(Saved entries)

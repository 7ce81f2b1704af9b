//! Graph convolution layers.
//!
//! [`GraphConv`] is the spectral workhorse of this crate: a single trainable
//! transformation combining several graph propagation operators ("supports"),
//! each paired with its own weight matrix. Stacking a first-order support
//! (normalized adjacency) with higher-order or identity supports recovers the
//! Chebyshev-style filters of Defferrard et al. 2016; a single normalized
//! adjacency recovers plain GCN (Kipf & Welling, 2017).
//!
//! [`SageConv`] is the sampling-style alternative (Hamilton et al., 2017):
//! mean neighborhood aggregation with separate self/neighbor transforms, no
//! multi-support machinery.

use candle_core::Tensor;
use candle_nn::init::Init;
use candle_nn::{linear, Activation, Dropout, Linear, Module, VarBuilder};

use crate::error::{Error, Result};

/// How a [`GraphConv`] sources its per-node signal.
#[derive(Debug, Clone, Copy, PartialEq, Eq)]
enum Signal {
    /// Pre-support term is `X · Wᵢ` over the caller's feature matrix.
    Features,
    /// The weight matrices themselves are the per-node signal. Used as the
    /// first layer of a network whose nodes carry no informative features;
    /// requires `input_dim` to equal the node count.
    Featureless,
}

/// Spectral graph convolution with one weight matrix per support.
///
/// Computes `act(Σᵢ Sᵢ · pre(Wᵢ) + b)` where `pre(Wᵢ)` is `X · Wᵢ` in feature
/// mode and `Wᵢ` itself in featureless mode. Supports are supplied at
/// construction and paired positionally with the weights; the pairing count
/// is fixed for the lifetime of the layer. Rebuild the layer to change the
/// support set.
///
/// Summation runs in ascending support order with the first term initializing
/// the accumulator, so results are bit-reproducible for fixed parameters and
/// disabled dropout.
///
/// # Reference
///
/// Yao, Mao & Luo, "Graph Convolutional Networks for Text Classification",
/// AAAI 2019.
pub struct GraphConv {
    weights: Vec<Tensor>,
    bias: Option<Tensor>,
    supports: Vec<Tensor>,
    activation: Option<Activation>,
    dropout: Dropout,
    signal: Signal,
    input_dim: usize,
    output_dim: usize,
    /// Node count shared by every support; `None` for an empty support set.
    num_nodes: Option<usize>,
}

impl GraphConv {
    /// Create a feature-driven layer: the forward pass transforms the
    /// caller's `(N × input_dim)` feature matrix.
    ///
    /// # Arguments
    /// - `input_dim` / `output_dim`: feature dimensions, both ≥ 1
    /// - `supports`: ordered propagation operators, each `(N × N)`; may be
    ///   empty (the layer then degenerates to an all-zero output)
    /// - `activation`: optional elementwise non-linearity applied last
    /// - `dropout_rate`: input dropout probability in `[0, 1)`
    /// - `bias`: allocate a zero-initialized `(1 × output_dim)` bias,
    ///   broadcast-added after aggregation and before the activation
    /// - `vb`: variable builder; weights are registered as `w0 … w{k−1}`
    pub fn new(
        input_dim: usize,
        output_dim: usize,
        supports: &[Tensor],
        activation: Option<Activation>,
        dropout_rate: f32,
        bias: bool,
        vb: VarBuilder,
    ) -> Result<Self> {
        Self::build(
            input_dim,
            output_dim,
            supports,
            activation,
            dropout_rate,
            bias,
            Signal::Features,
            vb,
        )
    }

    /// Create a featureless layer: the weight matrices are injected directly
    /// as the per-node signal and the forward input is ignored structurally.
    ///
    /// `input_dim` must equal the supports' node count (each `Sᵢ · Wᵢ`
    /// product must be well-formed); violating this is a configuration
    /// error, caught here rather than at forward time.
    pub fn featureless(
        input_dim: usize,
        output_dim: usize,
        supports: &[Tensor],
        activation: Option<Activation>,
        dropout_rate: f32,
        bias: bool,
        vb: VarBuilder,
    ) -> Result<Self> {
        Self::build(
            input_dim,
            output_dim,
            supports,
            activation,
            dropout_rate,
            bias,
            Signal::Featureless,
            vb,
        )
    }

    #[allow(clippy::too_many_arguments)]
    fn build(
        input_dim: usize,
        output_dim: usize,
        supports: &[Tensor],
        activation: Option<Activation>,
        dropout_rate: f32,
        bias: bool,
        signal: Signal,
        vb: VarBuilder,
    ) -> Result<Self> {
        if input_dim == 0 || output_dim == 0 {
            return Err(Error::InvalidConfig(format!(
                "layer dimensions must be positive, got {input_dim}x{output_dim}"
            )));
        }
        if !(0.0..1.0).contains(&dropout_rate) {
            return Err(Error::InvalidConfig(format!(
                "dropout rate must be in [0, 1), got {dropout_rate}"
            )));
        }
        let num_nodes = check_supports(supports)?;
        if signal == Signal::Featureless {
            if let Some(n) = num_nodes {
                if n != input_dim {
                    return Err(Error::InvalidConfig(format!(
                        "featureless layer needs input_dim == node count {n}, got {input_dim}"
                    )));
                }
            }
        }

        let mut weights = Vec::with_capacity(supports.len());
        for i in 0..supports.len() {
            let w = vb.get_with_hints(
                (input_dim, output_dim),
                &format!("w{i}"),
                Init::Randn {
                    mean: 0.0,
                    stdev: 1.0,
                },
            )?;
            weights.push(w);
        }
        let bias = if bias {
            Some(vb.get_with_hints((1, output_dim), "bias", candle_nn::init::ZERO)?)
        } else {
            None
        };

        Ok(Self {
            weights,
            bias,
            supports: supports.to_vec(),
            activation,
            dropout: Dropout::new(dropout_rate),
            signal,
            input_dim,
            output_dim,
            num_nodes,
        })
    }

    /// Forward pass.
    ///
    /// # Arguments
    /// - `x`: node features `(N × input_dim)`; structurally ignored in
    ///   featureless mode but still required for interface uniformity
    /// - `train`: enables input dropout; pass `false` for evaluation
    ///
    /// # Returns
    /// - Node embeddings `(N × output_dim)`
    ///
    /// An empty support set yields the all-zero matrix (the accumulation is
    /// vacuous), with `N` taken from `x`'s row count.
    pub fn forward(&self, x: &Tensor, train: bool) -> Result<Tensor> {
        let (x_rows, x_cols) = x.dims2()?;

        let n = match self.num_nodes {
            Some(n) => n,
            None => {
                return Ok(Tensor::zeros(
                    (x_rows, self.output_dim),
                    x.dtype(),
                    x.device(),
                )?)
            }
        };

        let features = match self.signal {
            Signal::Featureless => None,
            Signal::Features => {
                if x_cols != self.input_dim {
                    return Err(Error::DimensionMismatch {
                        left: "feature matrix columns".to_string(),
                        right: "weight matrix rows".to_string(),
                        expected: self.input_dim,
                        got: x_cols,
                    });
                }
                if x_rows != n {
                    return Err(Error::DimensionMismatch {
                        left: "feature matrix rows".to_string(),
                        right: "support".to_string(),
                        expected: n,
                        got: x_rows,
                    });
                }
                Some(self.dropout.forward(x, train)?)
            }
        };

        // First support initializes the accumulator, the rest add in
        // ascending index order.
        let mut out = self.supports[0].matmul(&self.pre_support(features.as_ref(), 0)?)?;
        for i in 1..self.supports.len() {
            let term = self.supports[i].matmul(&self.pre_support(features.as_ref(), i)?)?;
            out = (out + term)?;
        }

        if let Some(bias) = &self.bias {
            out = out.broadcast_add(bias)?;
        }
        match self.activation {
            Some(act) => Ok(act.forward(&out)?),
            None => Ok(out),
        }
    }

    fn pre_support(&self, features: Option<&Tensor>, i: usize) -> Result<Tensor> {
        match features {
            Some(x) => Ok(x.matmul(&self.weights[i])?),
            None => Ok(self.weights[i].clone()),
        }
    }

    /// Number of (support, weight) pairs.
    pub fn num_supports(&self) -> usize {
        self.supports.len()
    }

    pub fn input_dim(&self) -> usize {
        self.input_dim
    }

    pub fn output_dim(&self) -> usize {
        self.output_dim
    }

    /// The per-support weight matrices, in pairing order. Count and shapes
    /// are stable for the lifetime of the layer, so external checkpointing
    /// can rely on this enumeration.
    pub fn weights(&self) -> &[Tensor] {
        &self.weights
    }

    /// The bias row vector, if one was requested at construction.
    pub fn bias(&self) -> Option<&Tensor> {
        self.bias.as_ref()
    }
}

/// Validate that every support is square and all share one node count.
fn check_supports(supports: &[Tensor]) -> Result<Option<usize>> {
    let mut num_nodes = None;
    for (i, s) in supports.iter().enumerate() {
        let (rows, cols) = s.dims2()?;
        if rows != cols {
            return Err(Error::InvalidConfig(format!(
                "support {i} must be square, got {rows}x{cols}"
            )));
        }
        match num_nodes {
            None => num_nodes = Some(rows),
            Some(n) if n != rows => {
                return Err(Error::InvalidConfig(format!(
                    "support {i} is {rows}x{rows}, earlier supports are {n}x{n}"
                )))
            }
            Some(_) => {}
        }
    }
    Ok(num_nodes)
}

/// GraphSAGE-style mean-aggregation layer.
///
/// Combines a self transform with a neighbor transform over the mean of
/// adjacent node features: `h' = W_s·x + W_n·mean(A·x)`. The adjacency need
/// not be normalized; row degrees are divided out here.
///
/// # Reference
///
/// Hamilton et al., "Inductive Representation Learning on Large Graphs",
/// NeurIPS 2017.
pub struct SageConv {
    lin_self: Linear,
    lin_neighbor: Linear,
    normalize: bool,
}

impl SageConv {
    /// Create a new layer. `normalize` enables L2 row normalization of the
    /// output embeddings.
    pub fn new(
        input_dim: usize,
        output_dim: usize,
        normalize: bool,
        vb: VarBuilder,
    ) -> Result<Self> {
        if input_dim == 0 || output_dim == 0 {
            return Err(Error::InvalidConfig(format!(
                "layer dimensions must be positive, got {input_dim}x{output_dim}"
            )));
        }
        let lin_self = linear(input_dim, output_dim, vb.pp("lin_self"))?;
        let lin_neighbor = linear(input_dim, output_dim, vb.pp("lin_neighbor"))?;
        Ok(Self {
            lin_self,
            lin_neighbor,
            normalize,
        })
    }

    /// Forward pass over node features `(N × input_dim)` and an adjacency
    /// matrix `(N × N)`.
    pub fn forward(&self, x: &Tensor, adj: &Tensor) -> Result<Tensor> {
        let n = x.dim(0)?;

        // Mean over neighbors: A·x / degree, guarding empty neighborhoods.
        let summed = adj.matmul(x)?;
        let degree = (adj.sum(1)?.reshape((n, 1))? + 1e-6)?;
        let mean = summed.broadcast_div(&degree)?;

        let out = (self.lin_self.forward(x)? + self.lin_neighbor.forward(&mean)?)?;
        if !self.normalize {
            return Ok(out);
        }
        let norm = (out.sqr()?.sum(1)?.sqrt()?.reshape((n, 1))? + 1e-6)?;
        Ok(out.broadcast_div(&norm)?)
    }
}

WHAT YOU WILL DO> Output the first line of the entries above and every line after it, exactly as written, ending with the line that contains "transformation combining several".

YOUR SOLUTION>
repository 7ce81f2b1704af9b
//! Graph convolution layers.
//!
//! [`GraphConv`] is the spectral workhorse of this crate: a single trainable
//! transformation combining several graph propagation operators ("supports"),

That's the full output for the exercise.